DATA IN THIS EXERCISE:
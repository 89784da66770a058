//! Task-processor runtime info and per-processor configuration.

use crate::{ProcessorId, ProcessorState};
use chrono::{DateTime, Utc};
use serde::{Deserialize, Serialize};
use std::collections::HashMap;

/// Concurrency settings for one task type on one processor.
#[derive(Debug, Clone, Default, PartialEq, Serialize, Deserialize)]
pub struct TaskTypeSettings {
    /// Maximum concurrent tasks of this type. `None` means unlimited.
    pub max_workers: Option<u32>,
}

/// Configuration of a polling-queue lane served by a processor.
#[derive(Debug, Clone, PartialEq, Serialize, Deserialize)]
pub struct PollingQueueConfig {
    /// Queue key tasks are routed by.
    pub key: String,

    /// Maximum concurrent tasks drawn from this queue. `None` means unlimited.
    pub max_workers: Option<u32>,

    /// Poll interval in milliseconds.
    pub poll_interval_ms: u64,
}

/// Per-processor configuration snapshot, refreshed on configuration-changed
/// notifications.
#[derive(Debug, Clone, Default, PartialEq, Serialize, Deserialize)]
pub struct ProcessorConfig {
    /// Global cap on concurrent tasks. `None` means unlimited.
    pub max_workers: Option<u32>,

    /// Per-task-type caps, keyed by task type.
    pub task_types: HashMap<String, TaskTypeSettings>,

    /// Polling-queue lanes this processor serves.
    pub polling_queues: Vec<PollingQueueConfig>,
}

impl ProcessorConfig {
    /// Cap for a given task type, if one is configured.
    pub fn max_workers_for_type(&self, task_type: &str) -> Option<u32> {
        self.task_types.get(task_type).and_then(|s| s.max_workers)
    }
}

/// Runtime information about a registered task-processor node.
#[derive(Debug, Clone, PartialEq, Serialize, Deserialize)]
pub struct TaskProcessorRuntimeInfo {
    /// Unique processor identifier.
    pub id: ProcessorId,

    /// Hostname of the processor machine.
    pub host_name: String,

    /// Current lifecycle state.
    pub state: ProcessorState,

    /// Configuration snapshot.
    pub config: ProcessorConfig,

    /// When the processor registered.
    pub registered_at: DateTime<Utc>,
}

impl TaskProcessorRuntimeInfo {
    /// Create a newly registered (Active) processor record.
    pub fn new(id: ProcessorId, host_name: impl Into<String>) -> Self {
        Self {
            id,
            host_name: host_name.into(),
            state: ProcessorState::Active,
            config: ProcessorConfig::default(),
            registered_at: Utc::now(),
        }
    }

    /// Builder method to set the global max-workers cap.
    pub fn with_max_workers(mut self, max: u32) -> Self {
        self.config.max_workers = Some(max);
        self
    }

    /// Builder method to cap one task type.
    pub fn with_task_type_cap(mut self, task_type: impl Into<String>, max: u32) -> Self {
        self.config.task_types.insert(
            task_type.into(),
            TaskTypeSettings {
                max_workers: Some(max),
            },
        );
        self
    }
}

#[cfg(test)]
mod tests {
    use super::*;

    #[test]
    fn test_type_cap_lookup() {
        let proc = TaskProcessorRuntimeInfo::new(ProcessorId::new("p1"), "host-a")
            .with_max_workers(4)
            .with_task_type_cap("report", 2);

        assert_eq!(proc.config.max_workers, Some(4));
        assert_eq!(proc.config.max_workers_for_type("report"), Some(2));
        assert_eq!(proc.config.max_workers_for_type("unknown"), None);
    }
}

TASK: Your task is to retype all of the records exactly.

OUTPUT FOR THIS EXERCISE:
repository 89784da66770a058
//! Task-processor runtime info and per-processor configuration.

use crate::{ProcessorId, ProcessorState};
use chrono::{DateTime, Utc};
use serde::{Deserialize, Serialize};
use std::collections::HashMap;

/// Concurrency settings for one task type on one processor.
#[derive(Debug, Clone, Default, PartialEq, Serialize, Deserialize)]
pub struct TaskTypeSettings {
    /// Maximum concurrent tasks of this type. `None` means unlimited.
    pub max_workers: Option<u32>,
}

/// Configuration of a polling-queue lane served by a processor.
#[derive(Debug, Clone, PartialEq, Serialize, Deserialize)]
pub struct PollingQueueConfig {
    /// Queue key tasks are routed by.
    pub key: String,

    /// Maximum concurrent tasks drawn from this queue. `None` means unlimited.
    pub max_workers: Option<u32>,

    /// Poll interval in milliseconds.
    pub poll_interval_ms: u64,
}

/// Per-processor configuration snapshot, refreshed on configuration-changed
/// notifications.
#[derive(Debug, Clone, Default, PartialEq, Serialize, Deserialize)]
pub struct ProcessorConfig {
    /// Global cap on concurrent tasks. `None` means unlimited.
    pub max_workers: Option<u32>,

    /// Per-task-type caps, keyed by task type.
    pub task_types: HashMap<String, TaskTypeSettings>,

    /// Polling-queue lanes this processor serves.
    pub polling_queues: Vec<PollingQueueConfig>,
}

impl ProcessorConfig {
    /// Cap for a given task type, if one is configured.
    pub fn max_workers_for_type(&self, task_type: &str) -> Option<u32> {
        self.task_types.get(task_type).and_then(|s| s.max_workers)
    }
}

/// Runtime information about a registered task-processor node.
#[derive(Debug, Clone, PartialEq, Serialize, Deserialize)]
pub struct TaskProcessorRuntimeInfo {
    /// Unique processor identifier.
    pub id: ProcessorId,

    /// Hostname of the processor machine.
    pub host_name: String,

    /// Current lifecycle state.
    pub state: ProcessorState,

    /// Configuration snapshot.
    pub config: ProcessorConfig,

    /// When the processor registered.
    pub registered_at: DateTime<Utc>,
}

impl TaskProcessorRuntimeInfo {
    /// Create a newly registered (Active) processor record.
    pub fn new(id: ProcessorId, host_name: impl Into<String>) -> Self {
        Self {
            id,
            host_name: host_name.into(),
            state: ProcessorState::Active,
            config: ProcessorConfig::default(),
            registered_at: Utc::now(),
        }
    }

    /// Builder method to set the global max-workers cap.
    pub fn with_max_workers(mut self, max: u32) -> Self {
        self.config.max_workers = Some(max);
        self
    }

    /// Builder method to cap one task type.
    pub fn with_task_type_cap(mut self, task_type: impl Into<String>, max: u32) -> Self {
        self.config.task_types.insert(
            task_type.into(),
            TaskTypeSettings {
                max_workers: Some(max),
            },
        );
        self
    }
}

#[cfg(test)]
mod tests {
    use super::*;

    #[test]
    fn test_type_cap_lookup() {
        let proc = TaskProcessorRuntimeInfo::new(ProcessorId::new("p1"), "host-a")
            .with_max_workers(4)
            .with_task_type_cap("report", 2);

        assert_eq!(proc.config.max_workers, Some(4));
        assert_eq!(proc.config.max_workers_for_type("report"), Some(2));
        assert_eq!(proc.config.max_workers_for_type("unknown"), None);
    }
}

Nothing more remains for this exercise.